WORK TO COMPLETE:
Pull every line containing the word "InternalChatResponse" from the records.

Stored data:

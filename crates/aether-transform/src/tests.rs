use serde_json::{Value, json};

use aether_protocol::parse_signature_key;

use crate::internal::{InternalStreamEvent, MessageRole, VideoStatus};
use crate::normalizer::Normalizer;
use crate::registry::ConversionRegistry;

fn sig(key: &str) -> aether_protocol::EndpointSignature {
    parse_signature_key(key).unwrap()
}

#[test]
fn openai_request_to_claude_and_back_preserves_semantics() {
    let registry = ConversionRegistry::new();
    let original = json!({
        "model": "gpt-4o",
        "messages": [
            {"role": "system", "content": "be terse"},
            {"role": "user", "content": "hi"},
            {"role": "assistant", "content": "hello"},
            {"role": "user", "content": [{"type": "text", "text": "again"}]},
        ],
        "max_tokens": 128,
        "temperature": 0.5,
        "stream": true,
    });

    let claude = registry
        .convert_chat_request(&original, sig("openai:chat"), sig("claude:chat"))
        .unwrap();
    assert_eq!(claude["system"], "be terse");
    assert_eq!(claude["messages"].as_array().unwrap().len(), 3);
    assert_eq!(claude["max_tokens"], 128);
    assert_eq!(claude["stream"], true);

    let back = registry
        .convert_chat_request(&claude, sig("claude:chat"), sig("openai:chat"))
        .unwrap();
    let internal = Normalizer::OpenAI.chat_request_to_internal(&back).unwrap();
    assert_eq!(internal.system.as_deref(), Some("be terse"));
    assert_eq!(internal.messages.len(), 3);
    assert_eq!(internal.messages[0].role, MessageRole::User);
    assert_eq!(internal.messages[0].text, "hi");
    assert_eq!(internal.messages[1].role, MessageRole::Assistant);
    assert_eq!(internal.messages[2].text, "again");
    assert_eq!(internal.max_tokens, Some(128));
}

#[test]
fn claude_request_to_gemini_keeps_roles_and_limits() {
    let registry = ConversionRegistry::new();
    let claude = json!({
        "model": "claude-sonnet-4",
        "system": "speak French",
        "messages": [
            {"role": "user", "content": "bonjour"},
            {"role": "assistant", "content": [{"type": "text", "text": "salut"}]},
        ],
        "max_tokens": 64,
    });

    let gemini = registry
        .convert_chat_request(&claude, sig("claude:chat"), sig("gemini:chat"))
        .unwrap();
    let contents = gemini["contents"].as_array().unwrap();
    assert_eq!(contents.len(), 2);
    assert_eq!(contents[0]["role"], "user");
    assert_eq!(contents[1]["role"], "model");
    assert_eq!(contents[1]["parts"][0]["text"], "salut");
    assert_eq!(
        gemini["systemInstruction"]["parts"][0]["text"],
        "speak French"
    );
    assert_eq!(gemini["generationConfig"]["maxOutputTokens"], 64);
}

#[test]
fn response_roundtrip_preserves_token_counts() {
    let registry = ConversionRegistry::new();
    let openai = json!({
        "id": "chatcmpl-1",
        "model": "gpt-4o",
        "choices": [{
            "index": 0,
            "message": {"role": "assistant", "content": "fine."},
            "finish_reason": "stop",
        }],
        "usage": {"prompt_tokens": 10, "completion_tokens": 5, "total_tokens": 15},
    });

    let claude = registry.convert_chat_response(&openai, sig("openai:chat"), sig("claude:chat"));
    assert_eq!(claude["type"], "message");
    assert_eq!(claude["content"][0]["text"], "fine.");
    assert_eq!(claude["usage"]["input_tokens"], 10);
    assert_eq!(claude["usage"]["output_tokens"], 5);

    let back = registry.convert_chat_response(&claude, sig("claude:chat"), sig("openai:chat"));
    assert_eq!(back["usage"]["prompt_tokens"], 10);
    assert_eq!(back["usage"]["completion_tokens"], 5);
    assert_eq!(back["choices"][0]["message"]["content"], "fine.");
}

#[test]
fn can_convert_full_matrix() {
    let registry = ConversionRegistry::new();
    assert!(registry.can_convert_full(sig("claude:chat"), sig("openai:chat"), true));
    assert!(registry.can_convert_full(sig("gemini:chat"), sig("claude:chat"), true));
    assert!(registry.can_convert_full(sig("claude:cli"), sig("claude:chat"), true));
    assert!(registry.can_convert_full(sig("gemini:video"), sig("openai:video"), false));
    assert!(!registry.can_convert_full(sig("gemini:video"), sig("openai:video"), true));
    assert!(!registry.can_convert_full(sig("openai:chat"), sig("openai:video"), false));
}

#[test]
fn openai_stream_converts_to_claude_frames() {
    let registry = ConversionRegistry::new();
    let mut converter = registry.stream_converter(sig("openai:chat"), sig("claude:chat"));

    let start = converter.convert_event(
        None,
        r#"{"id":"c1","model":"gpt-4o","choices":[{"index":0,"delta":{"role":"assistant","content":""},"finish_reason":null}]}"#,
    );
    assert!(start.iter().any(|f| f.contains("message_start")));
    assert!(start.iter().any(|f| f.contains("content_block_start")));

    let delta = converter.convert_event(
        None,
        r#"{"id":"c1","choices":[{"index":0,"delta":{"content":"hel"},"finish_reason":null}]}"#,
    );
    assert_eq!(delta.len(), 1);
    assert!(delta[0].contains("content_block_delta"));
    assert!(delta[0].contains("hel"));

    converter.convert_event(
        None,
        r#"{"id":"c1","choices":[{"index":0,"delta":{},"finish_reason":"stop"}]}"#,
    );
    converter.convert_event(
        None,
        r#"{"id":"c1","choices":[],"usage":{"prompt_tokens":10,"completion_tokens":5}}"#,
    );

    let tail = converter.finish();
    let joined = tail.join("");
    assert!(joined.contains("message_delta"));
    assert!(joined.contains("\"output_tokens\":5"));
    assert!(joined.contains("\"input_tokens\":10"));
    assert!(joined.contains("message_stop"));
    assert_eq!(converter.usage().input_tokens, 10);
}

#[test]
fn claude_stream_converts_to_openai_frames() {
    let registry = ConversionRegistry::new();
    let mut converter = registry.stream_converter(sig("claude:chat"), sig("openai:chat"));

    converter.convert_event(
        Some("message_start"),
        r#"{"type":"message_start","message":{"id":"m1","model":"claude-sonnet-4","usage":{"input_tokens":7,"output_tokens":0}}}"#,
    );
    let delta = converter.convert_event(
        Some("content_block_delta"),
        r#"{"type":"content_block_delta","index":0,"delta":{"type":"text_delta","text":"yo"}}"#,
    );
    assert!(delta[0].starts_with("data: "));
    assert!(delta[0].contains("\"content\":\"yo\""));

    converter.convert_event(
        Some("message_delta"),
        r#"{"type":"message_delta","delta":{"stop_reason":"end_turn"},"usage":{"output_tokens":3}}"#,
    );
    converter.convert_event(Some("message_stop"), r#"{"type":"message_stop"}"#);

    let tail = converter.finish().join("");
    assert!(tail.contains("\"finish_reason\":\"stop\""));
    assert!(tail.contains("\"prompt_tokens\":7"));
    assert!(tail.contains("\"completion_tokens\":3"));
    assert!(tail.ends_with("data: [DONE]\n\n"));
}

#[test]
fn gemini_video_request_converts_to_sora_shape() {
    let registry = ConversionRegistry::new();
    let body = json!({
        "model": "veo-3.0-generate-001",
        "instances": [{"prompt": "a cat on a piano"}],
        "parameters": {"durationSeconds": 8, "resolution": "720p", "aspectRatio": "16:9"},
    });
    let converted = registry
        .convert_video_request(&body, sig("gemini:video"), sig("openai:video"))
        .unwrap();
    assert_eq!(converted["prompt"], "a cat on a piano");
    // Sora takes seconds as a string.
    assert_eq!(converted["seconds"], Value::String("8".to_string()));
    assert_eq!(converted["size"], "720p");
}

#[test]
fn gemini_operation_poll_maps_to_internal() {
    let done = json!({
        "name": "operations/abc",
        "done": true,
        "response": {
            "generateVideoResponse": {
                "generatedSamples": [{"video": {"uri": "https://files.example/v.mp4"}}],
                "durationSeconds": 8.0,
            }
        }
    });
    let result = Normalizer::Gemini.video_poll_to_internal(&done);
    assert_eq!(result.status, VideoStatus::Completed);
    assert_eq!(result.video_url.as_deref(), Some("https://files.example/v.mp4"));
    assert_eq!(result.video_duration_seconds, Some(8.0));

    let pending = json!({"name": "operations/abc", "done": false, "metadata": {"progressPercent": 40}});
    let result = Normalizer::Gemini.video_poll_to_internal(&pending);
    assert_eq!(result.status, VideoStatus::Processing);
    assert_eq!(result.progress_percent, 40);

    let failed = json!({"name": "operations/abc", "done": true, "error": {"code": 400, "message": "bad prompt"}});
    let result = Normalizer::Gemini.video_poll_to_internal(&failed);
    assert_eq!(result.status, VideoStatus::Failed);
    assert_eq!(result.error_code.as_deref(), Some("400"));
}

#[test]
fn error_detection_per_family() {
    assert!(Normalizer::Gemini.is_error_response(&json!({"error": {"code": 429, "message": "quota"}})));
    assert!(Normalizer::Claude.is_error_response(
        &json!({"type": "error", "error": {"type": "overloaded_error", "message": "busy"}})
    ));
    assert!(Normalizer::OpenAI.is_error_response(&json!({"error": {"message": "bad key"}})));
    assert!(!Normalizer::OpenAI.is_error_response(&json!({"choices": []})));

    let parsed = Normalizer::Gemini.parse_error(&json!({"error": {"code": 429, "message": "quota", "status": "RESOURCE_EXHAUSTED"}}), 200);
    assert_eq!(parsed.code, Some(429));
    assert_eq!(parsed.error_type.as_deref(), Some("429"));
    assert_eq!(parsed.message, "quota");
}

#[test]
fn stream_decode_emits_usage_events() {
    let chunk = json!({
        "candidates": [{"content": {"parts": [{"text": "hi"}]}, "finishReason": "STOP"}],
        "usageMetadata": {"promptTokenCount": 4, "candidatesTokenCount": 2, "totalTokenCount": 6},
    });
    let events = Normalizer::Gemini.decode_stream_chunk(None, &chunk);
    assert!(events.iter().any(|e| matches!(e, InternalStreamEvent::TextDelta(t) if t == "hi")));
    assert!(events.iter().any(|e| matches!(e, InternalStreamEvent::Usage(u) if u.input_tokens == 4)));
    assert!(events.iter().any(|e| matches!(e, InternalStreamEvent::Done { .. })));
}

--

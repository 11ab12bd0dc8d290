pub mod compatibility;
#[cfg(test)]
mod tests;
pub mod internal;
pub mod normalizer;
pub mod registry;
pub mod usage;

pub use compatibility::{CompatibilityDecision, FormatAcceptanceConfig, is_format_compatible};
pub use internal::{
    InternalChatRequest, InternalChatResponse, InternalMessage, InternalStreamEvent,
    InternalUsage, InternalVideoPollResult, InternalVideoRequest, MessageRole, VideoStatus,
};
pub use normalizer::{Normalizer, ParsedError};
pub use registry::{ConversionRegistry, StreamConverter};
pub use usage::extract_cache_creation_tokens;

...

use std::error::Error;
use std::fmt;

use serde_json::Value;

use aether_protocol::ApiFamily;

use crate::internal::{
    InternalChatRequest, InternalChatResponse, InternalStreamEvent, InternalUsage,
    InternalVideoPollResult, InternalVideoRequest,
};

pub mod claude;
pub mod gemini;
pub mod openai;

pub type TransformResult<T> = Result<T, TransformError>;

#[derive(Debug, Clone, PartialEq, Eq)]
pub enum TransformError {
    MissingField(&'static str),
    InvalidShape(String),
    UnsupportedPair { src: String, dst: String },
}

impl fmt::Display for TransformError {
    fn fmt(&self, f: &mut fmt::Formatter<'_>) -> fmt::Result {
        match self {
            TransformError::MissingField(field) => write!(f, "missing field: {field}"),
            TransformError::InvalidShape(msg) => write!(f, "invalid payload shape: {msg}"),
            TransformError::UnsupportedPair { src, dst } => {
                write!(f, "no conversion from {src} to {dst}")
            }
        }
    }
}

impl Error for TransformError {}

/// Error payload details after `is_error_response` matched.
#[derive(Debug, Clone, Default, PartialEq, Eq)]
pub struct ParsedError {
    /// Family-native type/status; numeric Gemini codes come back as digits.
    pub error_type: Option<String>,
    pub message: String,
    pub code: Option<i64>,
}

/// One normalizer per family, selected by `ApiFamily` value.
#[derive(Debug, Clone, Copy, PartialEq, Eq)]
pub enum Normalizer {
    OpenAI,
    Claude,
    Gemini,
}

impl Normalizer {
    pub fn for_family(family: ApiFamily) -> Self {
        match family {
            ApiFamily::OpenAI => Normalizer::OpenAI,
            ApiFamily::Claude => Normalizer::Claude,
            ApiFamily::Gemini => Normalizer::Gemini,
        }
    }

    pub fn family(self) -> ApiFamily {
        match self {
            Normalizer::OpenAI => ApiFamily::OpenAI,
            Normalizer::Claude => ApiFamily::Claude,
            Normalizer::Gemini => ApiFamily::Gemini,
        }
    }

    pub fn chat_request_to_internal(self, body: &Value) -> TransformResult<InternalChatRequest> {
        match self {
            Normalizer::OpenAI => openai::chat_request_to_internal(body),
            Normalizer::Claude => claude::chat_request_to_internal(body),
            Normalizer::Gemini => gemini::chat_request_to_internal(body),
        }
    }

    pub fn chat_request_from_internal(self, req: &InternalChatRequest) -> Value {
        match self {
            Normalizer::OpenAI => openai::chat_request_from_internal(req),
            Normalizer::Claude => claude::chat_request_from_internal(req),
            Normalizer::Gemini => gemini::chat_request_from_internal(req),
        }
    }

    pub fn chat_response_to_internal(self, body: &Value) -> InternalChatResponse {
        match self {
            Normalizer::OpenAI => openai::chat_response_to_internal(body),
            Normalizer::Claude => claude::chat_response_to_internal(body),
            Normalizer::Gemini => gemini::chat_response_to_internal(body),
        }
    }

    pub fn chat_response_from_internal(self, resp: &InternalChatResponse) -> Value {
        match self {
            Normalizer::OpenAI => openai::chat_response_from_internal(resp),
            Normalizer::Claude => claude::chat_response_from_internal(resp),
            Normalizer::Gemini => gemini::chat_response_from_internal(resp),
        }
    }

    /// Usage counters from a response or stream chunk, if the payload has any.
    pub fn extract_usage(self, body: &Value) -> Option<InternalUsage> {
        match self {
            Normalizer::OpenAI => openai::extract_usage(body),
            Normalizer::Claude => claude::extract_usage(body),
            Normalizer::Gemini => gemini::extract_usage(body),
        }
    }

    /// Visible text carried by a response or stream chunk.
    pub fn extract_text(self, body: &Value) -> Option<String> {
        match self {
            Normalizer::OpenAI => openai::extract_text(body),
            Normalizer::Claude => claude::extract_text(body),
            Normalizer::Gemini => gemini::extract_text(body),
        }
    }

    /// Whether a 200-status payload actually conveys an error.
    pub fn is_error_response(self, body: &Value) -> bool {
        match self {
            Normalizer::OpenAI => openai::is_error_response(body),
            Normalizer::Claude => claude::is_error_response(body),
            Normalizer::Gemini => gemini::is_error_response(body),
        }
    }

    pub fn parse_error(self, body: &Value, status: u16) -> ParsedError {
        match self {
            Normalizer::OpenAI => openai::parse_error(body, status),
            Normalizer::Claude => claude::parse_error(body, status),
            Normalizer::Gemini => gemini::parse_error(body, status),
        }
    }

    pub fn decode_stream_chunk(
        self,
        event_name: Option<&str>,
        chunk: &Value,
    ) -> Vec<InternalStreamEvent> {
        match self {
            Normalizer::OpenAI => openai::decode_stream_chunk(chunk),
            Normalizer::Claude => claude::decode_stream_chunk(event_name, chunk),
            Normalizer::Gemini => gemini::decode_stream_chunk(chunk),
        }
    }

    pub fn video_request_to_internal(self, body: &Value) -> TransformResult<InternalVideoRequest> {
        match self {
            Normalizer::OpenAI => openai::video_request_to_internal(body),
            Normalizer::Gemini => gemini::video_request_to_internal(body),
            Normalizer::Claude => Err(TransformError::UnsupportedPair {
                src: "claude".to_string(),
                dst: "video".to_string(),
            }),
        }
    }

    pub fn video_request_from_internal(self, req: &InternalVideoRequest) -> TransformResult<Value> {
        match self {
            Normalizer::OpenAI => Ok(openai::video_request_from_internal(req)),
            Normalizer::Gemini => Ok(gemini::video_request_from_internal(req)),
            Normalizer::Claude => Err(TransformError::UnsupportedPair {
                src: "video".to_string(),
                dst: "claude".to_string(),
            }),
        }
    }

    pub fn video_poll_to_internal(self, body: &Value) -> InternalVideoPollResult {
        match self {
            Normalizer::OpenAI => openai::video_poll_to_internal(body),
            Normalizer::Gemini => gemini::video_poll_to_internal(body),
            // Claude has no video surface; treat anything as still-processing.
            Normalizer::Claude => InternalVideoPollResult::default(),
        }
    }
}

SOLUTION FOR THIS EXERCISE:
    InternalChatRequest, InternalChatResponse, InternalMessage, InternalStreamEvent,
    InternalChatRequest, InternalChatResponse, InternalStreamEvent, InternalUsage,
    pub fn chat_response_to_internal(self, body: &Value) -> InternalChatResponse {
    pub fn chat_response_from_internal(self, resp: &InternalChatResponse) -> Value {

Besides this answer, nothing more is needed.